WHAT IS EXPECTED
Which of the lines below include the word "SignedRecord"? Pull each one out.
═══ EXERCISE INPUT ═══
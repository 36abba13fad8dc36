//! Agent identity: an ed25519 keypair and its derived `agent_id`.

use ed25519_dalek::{Signer, SigningKey, VerifyingKey};
use isnad_core::canonical::sha256_hex_prefix;
use rand::rngs::OsRng;

use crate::error::{IdentityError, IdentityResult};
use crate::record::SignedRecord;
use crate::rotation::KeyRotation;

/// `agent_id`s are 32 hex characters, derived as
/// `"agent:" ++ hex(sha256(pubkey))[0:32]`.
const AGENT_ID_HEX_LEN: usize = 32;

/// Derive the canonical `agent_id` for a raw 32-byte ed25519 public key.
pub fn agent_id_from_pubkey(pubkey: &[u8; 32]) -> String {
    format!("agent:{}", sha256_hex_prefix(pubkey, AGENT_ID_HEX_LEN))
}

/// A live ed25519 keypair bound to its derived `agent_id`.
///
/// This is the thing a process holds to sign records on behalf of an
/// agent. What travels on the wire and gets stored in records is only the
/// `agent_id` and, once a record is signed, the public key and signature
/// -- never this struct.
pub struct AgentIdentity {
    signing_key: SigningKey,
    agent_id: String,
}

impl AgentIdentity {
    /// Generate a fresh identity with a new random keypair.
    pub fn generate() -> Self {
        let signing_key = SigningKey::generate(&mut OsRng);
        Self::from_signing_key(signing_key)
    }

    /// Reconstruct an identity from a 32-byte ed25519 seed, e.g. one
    /// loaded from secret storage.
    pub fn from_seed(seed: &[u8]) -> IdentityResult<Self> {
        let seed: [u8; 32] = seed
            .try_into()
            .map_err(|_| IdentityError::InvalidKey("seed must be 32 bytes".into()))?;
        Ok(Self::from_signing_key(SigningKey::from_bytes(&seed)))
    }

    fn from_signing_key(signing_key: SigningKey) -> Self {
        let agent_id = agent_id_from_pubkey(&signing_key.verifying_key().to_bytes());
        Self {
            signing_key,
            agent_id,
        }
    }

    /// This identity's `agent_id`.
    pub fn agent_id(&self) -> &str {
        &self.agent_id
    }

    /// Hex-encoded ed25519 public key, as embedded in signed records.
    pub fn public_key_hex(&self) -> String {
        hex::encode(self.signing_key.verifying_key().to_bytes())
    }

    /// The raw verifying key, for callers that want to verify without
    /// going through a [`crate::record::SignedRecord`].
    pub fn verifying_key(&self) -> VerifyingKey {
        self.signing_key.verifying_key()
    }

    /// Export the 32-byte seed for persistence. Callers are responsible
    /// for zeroizing and protecting the returned bytes.
    pub fn export_seed(&self) -> [u8; 32] {
        self.signing_key.to_bytes()
    }

    /// Sign arbitrary bytes, returning a hex-encoded signature. Used by
    /// [`crate::record::SignedRecord::sign`]; exposed directly for callers
    /// that need to sign something outside the record framework (e.g. a
    /// key-rotation challenge).
    pub fn sign_bytes(&self, bytes: &[u8]) -> String {
        hex::encode(self.signing_key.sign(bytes).to_bytes())
    }

    /// Generate a fresh identity and a [`KeyRotation`] record linking it
    /// back to this one, signed with this identity's (old) key.
    ///
    /// The returned `KeyRotation` is already signed; callers publish it
    /// so that holders of attestations/delegations against the old
    /// `agent_id` can follow the link to the new one.
    pub fn rotate(&self) -> (AgentIdentity, KeyRotation) {
        let new_identity = AgentIdentity::generate();
        let mut rotation = KeyRotation::new(self.agent_id.clone(), new_identity.public_key_hex());
        rotation
            .sign(self)
            .expect("KeyRotation::signer_agent_id() is always the rotating identity's own id");
        (new_identity, rotation)
    }
}

impl std::fmt::Debug for AgentIdentity {
    fn fmt(&self, f: &mut std::fmt::Formatter<'_>) -> std::fmt::Result {
        f.debug_struct("AgentIdentity")
            .field("agent_id", &self.agent_id)
            .finish_non_exhaustive()
    }
}

#[cfg(test)]
mod tests {
    use super::*;

    #[test]
    fn agent_id_is_deterministic_for_same_key() {
        let identity = AgentIdentity::generate();
        let seed = identity.export_seed();
        let reloaded = AgentIdentity::from_seed(&seed).unwrap();
        assert_eq!(identity.agent_id(), reloaded.agent_id());
    }

    #[test]
    fn agent_id_has_expected_shape() {
        let identity = AgentIdentity::generate();
        assert!(identity.agent_id().starts_with("agent:"));
        assert_eq!(identity.agent_id().len(), "agent:".len() + AGENT_ID_HEX_LEN);
    }

    #[test]
    fn distinct_keys_yield_distinct_ids() {
        let a = AgentIdentity::generate();
        let b = AgentIdentity::generate();
        assert_ne!(a.agent_id(), b.agent_id());
    }

    #[test]
    fn rejects_wrong_length_seed() {
        assert!(AgentIdentity::from_seed(&[0u8; 16]).is_err());
    }

    #[test]
    fn rotate_yields_a_verifiable_rotation_signed_by_the_old_identity() {
        let old_identity = AgentIdentity::generate();
        let (new_identity, rotation) = old_identity.rotate();
        assert!(rotation.verify());
        assert_eq!(rotation.old_agent_id, old_identity.agent_id());
        assert_eq!(rotation.new_agent_id, new_identity.agent_id());
        assert_ne!(new_identity.agent_id(), old_identity.agent_id());
    }

    #[test]
    fn sign_bytes_is_verifiable() {
        let identity = AgentIdentity::generate();
        let sig_hex = identity.sign_bytes(b"hello isnad");
        let sig_bytes = hex::decode(sig_hex).unwrap();
        let sig_array: [u8; 64] = sig_bytes.try_into().unwrap();
        let signature = ed25519_dalek::Signature::from_bytes(&sig_array);
        use ed25519_dalek::Verifier;
        assert!(identity
            .verifying_key()
            .verify(b"hello isnad", &signature)
            .is_ok());
    }
}
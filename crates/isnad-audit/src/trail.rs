//! `AuditTrail`: an append-only, hash-chained log of trust-affecting
//! events.

use isnad_core::canonical::{sha256_hex, CanonicalBuilder};
use isnad_core::time::now_iso8601;
use serde::{Deserialize, Serialize};
use serde_json::Value;

use crate::error::AuditResult;

/// `prev_hash` for the first entry in a trail -- there is no real
/// predecessor to hash, so the chain starts from a fixed sentinel rather
/// than an empty string (which would be indistinguishable from "hash
/// computation failed").
pub const GENESIS_HASH: &str = "0000000000000000000000000000000000000000000000000000000000000000";

/// One entry in an [`AuditTrail`].
///
/// `details` is an opaque property bag rather than a fixed struct, since
/// every event type (attestation added, revocation issued, policy
/// decision, key rotation) carries different shapes of context -- it is
/// never the record's full payload or key material, only
/// small fields useful for investigation.
#[derive(Debug, Clone, PartialEq, Serialize, Deserialize)]
pub struct AuditEntry {
    /// Zero-based position in the trail.
    pub sequence: u64,
    /// ISO-8601 UTC timestamp of when this entry was logged.
    pub timestamp: String,
    /// Short tag for what happened, e.g. `"attestation_added"`,
    /// `"revocation_issued"`, `"policy_decision"`.
    pub event_type: String,
    /// `agent_id` this event is principally about.
    pub agent_id: String,
    /// Opaque, event-type-specific detail bag.
    pub details: Value,
    /// `entry_hash` of the preceding entry, or [`GENESIS_HASH`] for the
    /// first entry.
    pub prev_hash: String,
    /// `sha256` of this entry's own fields (excluding itself), binding it
    /// to `prev_hash` and therefore to everything before it.
    pub entry_hash: String,
}

impl AuditEntry {
    fn content_bytes(
        sequence: u64,
        timestamp: &str,
        event_type: &str,
        agent_id: &str,
        details: &Value,
        prev_hash: &str,
    ) -> Vec<u8> {
        CanonicalBuilder::new("audit_entry")
            .number(sequence)
            .field(timestamp)
            .field(event_type)
            .field(agent_id)
            .field(details.to_string())
            .field(prev_hash)
            .finish()
    }

    fn recompute_hash(&self) -> String {
        sha256_hex(&Self::content_bytes(
            self.sequence,
            &self.timestamp,
            &self.event_type,
            &self.agent_id,
            &self.details,
            &self.prev_hash,
        ))
    }
}

/// A filter for [`AuditTrail::query_filtered`]. Every field left unset
/// matches everything.
#[derive(Debug, Default, Clone, Copy)]
pub struct AuditQuery<'a> {
    agent_id: Option<&'a str>,
    event_type: Option<&'a str>,
    since: Option<&'a str>,
    until: Option<&'a str>,
    limit: Option<usize>,
}

impl<'a> AuditQuery<'a> {
    /// An unfiltered query matching every entry.
    pub fn new() -> Self {
        Self::default()
    }

    /// Restrict to entries about this `agent_id`.
    pub fn agent_id(mut self, agent_id: Option<&'a str>) -> Self {
        self.agent_id = agent_id;
        self
    }

    /// Restrict to entries with this `event_type`.
    pub fn event_type(mut self, event_type: Option<&'a str>) -> Self {
        self.event_type = event_type;
        self
    }

    /// Restrict to entries at or after this ISO-8601 timestamp.
    pub fn since(mut self, since: Option<&'a str>) -> Self {
        self.since = since;
        self
    }

    /// Restrict to entries at or before this ISO-8601 timestamp.
    pub fn until(mut self, until: Option<&'a str>) -> Self {
        self.until = until;
        self
    }

    /// Cap the number of matching entries returned.
    pub fn limit(mut self, limit: Option<usize>) -> Self {
        self.limit = limit;
        self
    }
}

/// An append-only log of trust-affecting events, hash-chained so any
/// after-the-fact edit to an entry is detectable.
#[derive(Debug, Default, Clone, Serialize, Deserialize)]
pub struct AuditTrail {
    entries: Vec<AuditEntry>,
}

impl AuditTrail {
    /// An empty audit trail.
    pub fn new() -> Self {
        Self::default()
    }

    /// Append a new entry and return it.
    pub fn log(&mut self, event_type: impl Into<String>, agent_id: impl Into<String>, details: Value) -> &AuditEntry {
        let sequence = self.entries.len() as u64;
        let timestamp = now_iso8601();
        let event_type = event_type.into();
        let agent_id = agent_id.into();
        let prev_hash = self
            .entries
            .last()
            .map(|e| e.entry_hash.clone())
            .unwrap_or_else(|| GENESIS_HASH.to_string());
        let entry_hash = sha256_hex(&AuditEntry::content_bytes(
            sequence,
            &timestamp,
            &event_type,
            &agent_id,
            &details,
            &prev_hash,
        ));
        self.entries.push(AuditEntry {
            sequence,
            timestamp,
            event_type,
            agent_id,
            details,
            prev_hash,
            entry_hash,
        });
        self.entries.last().expect("just pushed")
    }

    /// Convenience wrapper over [`AuditTrail::log`] for events with no
    /// structured detail beyond a short human-readable note.
    pub fn log_note(&mut self, event_type: impl Into<String>, agent_id: impl Into<String>, note: impl Into<String>) -> &AuditEntry {
        self.log(event_type, agent_id, Value::String(note.into()))
    }

    /// All entries, in sequence order.
    pub fn entries(&self) -> &[AuditEntry] {
        &self.entries
    }

    /// Entries whose `event_type` matches `event_type`, if given,
    /// otherwise every entry.
    pub fn query(&self, event_type: Option<&str>) -> Vec<&AuditEntry> {
        self.query_filtered(&AuditQuery::new().event_type(event_type))
    }

    /// Entries matching every field set on `filter`, newest constraints
    /// applied first: `agent_id` and `event_type` are exact matches,
    /// `since`/`until` bound the ISO-8601 timestamp range (inclusive), and
    /// `limit` caps how many of the matching entries (in sequence order)
    /// are returned.
    pub fn query_filtered(&self, filter: &AuditQuery) -> Vec<&AuditEntry> {
        let matches = self.entries.iter().filter(|e| {
            filter.agent_id.map(|a| e.agent_id == a).unwrap_or(true)
                && filter.event_type.map(|t| e.event_type == t).unwrap_or(true)
                && filter.since.map(|s| e.timestamp.as_str() >= s).unwrap_or(true)
                && filter.until.map(|u| e.timestamp.as_str() <= u).unwrap_or(true)
        });
        match filter.limit {
            Some(limit) => matches.take(limit).collect(),
            None => matches.collect(),
        }
    }

    /// Verify that every entry's `prev_hash` matches its predecessor's
    /// `entry_hash`, that `entry_hash` itself is correctly derived, and
    /// that the first entry's `prev_hash` is [`GENESIS_HASH`].
    ///
    /// Returns `(true, None)` if the chain is intact, or
    /// `(false, Some(index))` naming the first entry that fails to
    /// verify.
    pub fn verify_integrity(&self) -> (bool, Option<usize>) {
        let mut expected_prev = GENESIS_HASH.to_string();
        for (index, entry) in self.entries.iter().enumerate() {
            if entry.prev_hash != expected_prev {
                return (false, Some(index));
            }
            if entry.entry_hash != entry.recompute_hash() {
                return (false, Some(index));
            }
            expected_prev = entry.entry_hash.clone();
        }
        (true, None)
    }

    /// Serialize the full trail as JSON.
    pub fn export_json(&self) -> AuditResult<String> {
        Ok(serde_json::to_string(&self.entries)?)
    }

    /// Reconstruct a trail from JSON produced by [`AuditTrail::export_json`].
    ///
    /// Does not itself verify integrity -- callers should call
    /// [`AuditTrail::verify_integrity`] on the result before trusting it.
    pub fn from_json(json: &str) -> AuditResult<Self> {
        let entries: Vec<AuditEntry> = serde_json::from_str(json)?;
        Ok(Self { entries })
    }
}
═══
SOLUTION FOR THIS TASK
use crate::record::SignedRecord;
    /// going through a [`crate::record::SignedRecord`].
    /// [`crate::record::SignedRecord::sign`]; exposed directly for callers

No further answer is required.